> _Provided data_:
*** Block opens ***
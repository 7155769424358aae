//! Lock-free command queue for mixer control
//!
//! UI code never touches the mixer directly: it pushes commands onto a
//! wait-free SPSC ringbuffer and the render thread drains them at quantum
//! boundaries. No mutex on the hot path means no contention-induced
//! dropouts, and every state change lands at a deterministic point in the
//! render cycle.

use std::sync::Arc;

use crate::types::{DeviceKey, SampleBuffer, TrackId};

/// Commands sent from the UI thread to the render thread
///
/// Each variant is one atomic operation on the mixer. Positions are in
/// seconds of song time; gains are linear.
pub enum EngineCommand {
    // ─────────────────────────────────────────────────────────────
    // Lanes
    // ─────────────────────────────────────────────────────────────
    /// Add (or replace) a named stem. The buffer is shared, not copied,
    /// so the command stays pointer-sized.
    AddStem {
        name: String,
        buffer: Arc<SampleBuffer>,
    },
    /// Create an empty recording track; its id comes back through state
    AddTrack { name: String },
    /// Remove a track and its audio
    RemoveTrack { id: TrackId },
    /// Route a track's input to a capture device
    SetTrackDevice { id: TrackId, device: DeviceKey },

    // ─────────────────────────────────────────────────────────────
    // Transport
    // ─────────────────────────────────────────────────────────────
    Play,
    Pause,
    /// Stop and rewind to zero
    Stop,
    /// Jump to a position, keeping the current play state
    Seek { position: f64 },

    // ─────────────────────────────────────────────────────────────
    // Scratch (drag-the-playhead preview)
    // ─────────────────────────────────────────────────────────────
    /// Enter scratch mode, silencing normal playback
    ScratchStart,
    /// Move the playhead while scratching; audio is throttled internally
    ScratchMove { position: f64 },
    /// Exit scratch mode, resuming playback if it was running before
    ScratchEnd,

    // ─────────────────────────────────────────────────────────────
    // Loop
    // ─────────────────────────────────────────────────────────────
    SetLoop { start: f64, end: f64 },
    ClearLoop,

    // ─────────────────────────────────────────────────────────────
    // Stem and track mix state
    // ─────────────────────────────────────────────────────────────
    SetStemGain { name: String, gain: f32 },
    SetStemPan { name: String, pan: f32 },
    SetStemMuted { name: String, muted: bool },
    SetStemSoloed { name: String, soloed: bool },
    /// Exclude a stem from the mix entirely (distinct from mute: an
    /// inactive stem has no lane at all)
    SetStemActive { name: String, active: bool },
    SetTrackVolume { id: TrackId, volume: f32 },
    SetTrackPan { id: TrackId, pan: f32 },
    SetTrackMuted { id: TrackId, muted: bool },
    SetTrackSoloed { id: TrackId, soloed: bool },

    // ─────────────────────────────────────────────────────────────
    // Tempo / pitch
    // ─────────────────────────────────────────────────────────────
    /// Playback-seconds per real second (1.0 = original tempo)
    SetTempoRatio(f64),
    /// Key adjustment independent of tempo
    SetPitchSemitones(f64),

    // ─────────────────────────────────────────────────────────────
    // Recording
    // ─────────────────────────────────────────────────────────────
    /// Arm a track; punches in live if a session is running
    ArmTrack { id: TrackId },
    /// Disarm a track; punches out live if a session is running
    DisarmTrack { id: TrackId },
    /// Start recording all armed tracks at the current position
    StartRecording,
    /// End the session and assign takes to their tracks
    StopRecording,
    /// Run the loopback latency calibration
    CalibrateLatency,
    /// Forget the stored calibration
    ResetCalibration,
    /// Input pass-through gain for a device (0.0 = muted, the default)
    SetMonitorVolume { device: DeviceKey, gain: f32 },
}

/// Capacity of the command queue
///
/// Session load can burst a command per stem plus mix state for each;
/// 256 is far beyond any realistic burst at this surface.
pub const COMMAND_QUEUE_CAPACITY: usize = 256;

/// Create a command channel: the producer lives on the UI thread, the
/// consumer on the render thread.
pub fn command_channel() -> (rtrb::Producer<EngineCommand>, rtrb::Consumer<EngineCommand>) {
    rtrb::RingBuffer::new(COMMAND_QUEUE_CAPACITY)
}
*** Block closes ***
> _What is expected_:
Reproduce all of the entries word for word.

> _Answer to this problem_:
repository 7155769424358aae
//! Lock-free command queue for mixer control
//!
//! UI code never touches the mixer directly: it pushes commands onto a
//! wait-free SPSC ringbuffer and the render thread drains them at quantum
//! boundaries. No mutex on the hot path means no contention-induced
//! dropouts, and every state change lands at a deterministic point in the
//! render cycle.

use std::sync::Arc;

use crate::types::{DeviceKey, SampleBuffer, TrackId};

/// Commands sent from the UI thread to the render thread
///
/// Each variant is one atomic operation on the mixer. Positions are in
/// seconds of song time; gains are linear.
pub enum EngineCommand {
    // ─────────────────────────────────────────────────────────────
    // Lanes
    // ─────────────────────────────────────────────────────────────
    /// Add (or replace) a named stem. The buffer is shared, not copied,
    /// so the command stays pointer-sized.
    AddStem {
        name: String,
        buffer: Arc<SampleBuffer>,
    },
    /// Create an empty recording track; its id comes back through state
    AddTrack { name: String },
    /// Remove a track and its audio
    RemoveTrack { id: TrackId },
    /// Route a track's input to a capture device
    SetTrackDevice { id: TrackId, device: DeviceKey },

    // ─────────────────────────────────────────────────────────────
    // Transport
    // ─────────────────────────────────────────────────────────────
    Play,
    Pause,
    /// Stop and rewind to zero
    Stop,
    /// Jump to a position, keeping the current play state
    Seek { position: f64 },

    // ─────────────────────────────────────────────────────────────
    // Scratch (drag-the-playhead preview)
    // ─────────────────────────────────────────────────────────────
    /// Enter scratch mode, silencing normal playback
    ScratchStart,
    /// Move the playhead while scratching; audio is throttled internally
    ScratchMove { position: f64 },
    /// Exit scratch mode, resuming playback if it was running before
    ScratchEnd,

    // ─────────────────────────────────────────────────────────────
    // Loop
    // ─────────────────────────────────────────────────────────────
    SetLoop { start: f64, end: f64 },
    ClearLoop,

    // ─────────────────────────────────────────────────────────────
    // Stem and track mix state
    // ─────────────────────────────────────────────────────────────
    SetStemGain { name: String, gain: f32 },
    SetStemPan { name: String, pan: f32 },
    SetStemMuted { name: String, muted: bool },
    SetStemSoloed { name: String, soloed: bool },
    /// Exclude a stem from the mix entirely (distinct from mute: an
    /// inactive stem has no lane at all)
    SetStemActive { name: String, active: bool },
    SetTrackVolume { id: TrackId, volume: f32 },
    SetTrackPan { id: TrackId, pan: f32 },
    SetTrackMuted { id: TrackId, muted: bool },
    SetTrackSoloed { id: TrackId, soloed: bool },

    // ─────────────────────────────────────────────────────────────
    // Tempo / pitch
    // ─────────────────────────────────────────────────────────────
    /// Playback-seconds per real second (1.0 = original tempo)
    SetTempoRatio(f64),
    /// Key adjustment independent of tempo
    SetPitchSemitones(f64),

    // ─────────────────────────────────────────────────────────────
    // Recording
    // ─────────────────────────────────────────────────────────────
    /// Arm a track; punches in live if a session is running
    ArmTrack { id: TrackId },
    /// Disarm a track; punches out live if a session is running
    DisarmTrack { id: TrackId },
    /// Start recording all armed tracks at the current position
    StartRecording,
    /// End the session and assign takes to their tracks
    StopRecording,
    /// Run the loopback latency calibration
    CalibrateLatency,
    /// Forget the stored calibration
    ResetCalibration,
    /// Input pass-through gain for a device (0.0 = muted, the default)
    SetMonitorVolume { device: DeviceKey, gain: f32 },
}

/// Capacity of the command queue
///
/// Session load can burst a command per stem plus mix state for each;
/// 256 is far beyond any realistic burst at this surface.
pub const COMMAND_QUEUE_CAPACITY: usize = 256;

/// Create a command channel: the producer lives on the UI thread, the
/// consumer on the render thread.
pub fn command_channel() -> (rtrb::Producer<EngineCommand>, rtrb::Consumer<EngineCommand>) {
    rtrb::RingBuffer::new(COMMAND_QUEUE_CAPACITY)
}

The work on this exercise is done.